C’è poco da fare, siamo animali evoluti che amano la competizione. Il concetto “l’importante è partecipare” non fa pare di questo mondo, soprattutto se la sfida si chiama vita, evento che ti accompagna per sempre e si conclude solo quando ti mettono sotto tre metri di terra. Quindi come dire, ognuno fa il suo per renderla piacevole a se stesso e meno agli altri. Non dico che lo si faccia per cattiveria o seguendo un preciso piano creato a tavolino. Dico solo che se il tuo vicino ha il giardino molto più grande del tuo e te lo invidi molto, starai sicuramente meglio se l’erba del tuo amico inizierà a diventare gialla, mica perché tu gli voglia male, ma solo perché così ti sentirai meno inferiore rispetto a lui. Quindi anche nelle critiche più aspre e sincere ci può essere un pizzico malignità.

Un mio grande professore di lettere degli ultimi due anni delle superiori ci disse “non lo ammetteremo mai, ma noi godiamo sempre quando una persona a noi vicina sta male per qualche motivo”. E’ un procedimento mentale presente in tutti noi, c’è poco da fare. Ogni volta che un amico vivrà una situazione spiacevole, ci sentiremo più fortunati e in una posizione momentaneamente privilegiata rispetto allo sfortunato compagno.

Un genitore non potrà mai provare un sentimento simile nei confronti del figlio. Nemmeno un nonno nei confronti del nipote. Loro sono le uniche persone che sarebbero sempre pronte ad auto lesionarsi pur di far stare meglio il figlio o il nipote di turno.

Il problema è che, molto stupidamente, un ragazzo difficilmente si rivolge ai propri genitori nel caso abbia qualcosa di cui lamentarsi. Ci si vergogna. Si pensa che non riuscirebbero a comprendere il disagio che stiamo provando. Eppure anche loro sono passati da un’età travagliata e piena di brufoli chiamata adolescenza. Io ormai sono da qualche anno uscito da quel periodo, però ricordo dei momenti in cui magari un adulto mi avrebbe potuto mettere sulla strada giusta. Non che abbia mai combinato chissà quali danni. Insomma, le solite ragazzate che la maggior parte delle persone fa.

Pensandoci bene io cercavo di evitare il confronto coi miei anche per non dargli pensieri in più. Come dire, se posso non farti preoccupare perché credo di poter uscire da questa situazione autonomamente, cerco di farcela, così evito delle preoccupazioni ad altri e delle rotture di scatole a me stesso.

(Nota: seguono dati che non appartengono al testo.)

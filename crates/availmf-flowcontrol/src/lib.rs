//! Cluster-wide flow-control handles (spec 4.F).
//!
//! A service registers a named handle and flips it `Enabled`/`Disabled`
//! locally; the transition is multicast so every node learns every
//! other node's state for that handle. The handle's cluster-wide
//! state is the logical OR of every known node's state: if any node
//! says "stop," the whole cluster gates admission of new work on that
//! handle. In-flight operations are never dropped by this mechanism —
//! it only decides whether to admit new work.

use std::collections::HashMap;

use availmf_types::NodeId;

#[derive(Debug, Clone, Copy, PartialEq, Eq, Hash)]
pub enum LocalState {
    Enabled,
    Disabled,
}

/// Tracks one flow-control handle's per-node state and derives the
/// cluster-wide gate from it.
#[derive(Debug, Clone, Default)]
struct HandleState {
    per_node: HashMap<NodeId, LocalState>,
}

impl HandleState {
    fn cluster_disabled(&self) -> bool {
        self.per_node.values().any(|s| *s == LocalState::Disabled)
    }
}

/// Registry of named flow-control handles, one [`HandleState`] per
/// name.
#[derive(Debug, Clone, Default)]
pub struct FlowControl {
    handles: HashMap<String, HandleState>,
}

impl FlowControl {
    pub fn new() -> Self {
        Self { handles: HashMap::new() }
    }

    /// Applies a node's reported local state for `handle`, as received
    /// over the group (including the local node's own transitions,
    /// which are multicast just like any other node's).
    pub fn apply_transition(&mut self, handle: &str, node: NodeId, state: LocalState) {
        self.handles.entry(handle.to_string()).or_default().per_node.insert(node, state);
    }

    /// Returns whether new work should be admitted for `handle`: `true`
    /// unless at least one node has reported `Disabled`.
    pub fn admit(&self, handle: &str) -> bool {
        match self.handles.get(handle) {
            Some(state) => !state.cluster_disabled(),
            None => true,
        }
    }

    /// Clears every state entry belonging to nodes no longer in the
    /// membership, for every registered handle. Called on each
    /// configuration change.
    pub fn on_configuration_change(&mut self, current_members: &[NodeId]) {
        for state in self.handles.values_mut() {
            state.per_node.retain(|node, _| current_members.contains(node));
        }
    }
}

#[cfg(test)]
mod tests {
    use super::*;

    #[test]
    fn admits_by_default_for_unknown_handle() {
        let fc = FlowControl::new();
        assert!(fc.admit("ckpt-writes"));
    }

    #[test]
    fn cluster_state_is_or_of_all_nodes() {
        let mut fc = FlowControl::new();
        fc.apply_transition("ckpt-writes", NodeId::new(1), LocalState::Enabled);
        fc.apply_transition("ckpt-writes", NodeId::new(2), LocalState::Enabled);
        assert!(fc.admit("ckpt-writes"));

        fc.apply_transition("ckpt-writes", NodeId::new(2), LocalState::Disabled);
        assert!(!fc.admit("ckpt-writes"), "one disabled node must gate the whole cluster");

        fc.apply_transition("ckpt-writes", NodeId::new(2), LocalState::Enabled);
        assert!(fc.admit("ckpt-writes"));
    }

    #[test]
    fn configuration_change_drops_leaving_nodes() {
        let mut fc = FlowControl::new();
        fc.apply_transition("ckpt-writes", NodeId::new(1), LocalState::Enabled);
        fc.apply_transition("ckpt-writes", NodeId::new(2), LocalState::Disabled);
        assert!(!fc.admit("ckpt-writes"));

        fc.on_configuration_change(&[NodeId::new(1)]);
        assert!(fc.admit("ckpt-writes"), "leaving node's disable must be forgotten");
    }

    #[test]
    fn handles_are_independent() {
        let mut fc = FlowControl::new();
        fc.apply_transition("ckpt-writes", NodeId::new(1), LocalState::Disabled);
        assert!(!fc.admit("ckpt-writes"));
        assert!(fc.admit("amf-healthchecks"));
    }
}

E si finisce per cercare l’amico che sembra essere in gamba, intelligente, ma che alla fine scegli come confessore solo perché ti propone la strada più facile e piacevole per risolvere un mezzo guaio.
Lo stesso amico che inizialmente ti giudicava facendoti un elenco delle spesa con tutti i tuoi difetti gravissimi. Quello di cui proprio non ci si dovrebbe fidare perché doppiogiochista.
Finisce che quello che dovrebbe essere il mio peggior nemico, diventa il mio miglior amico.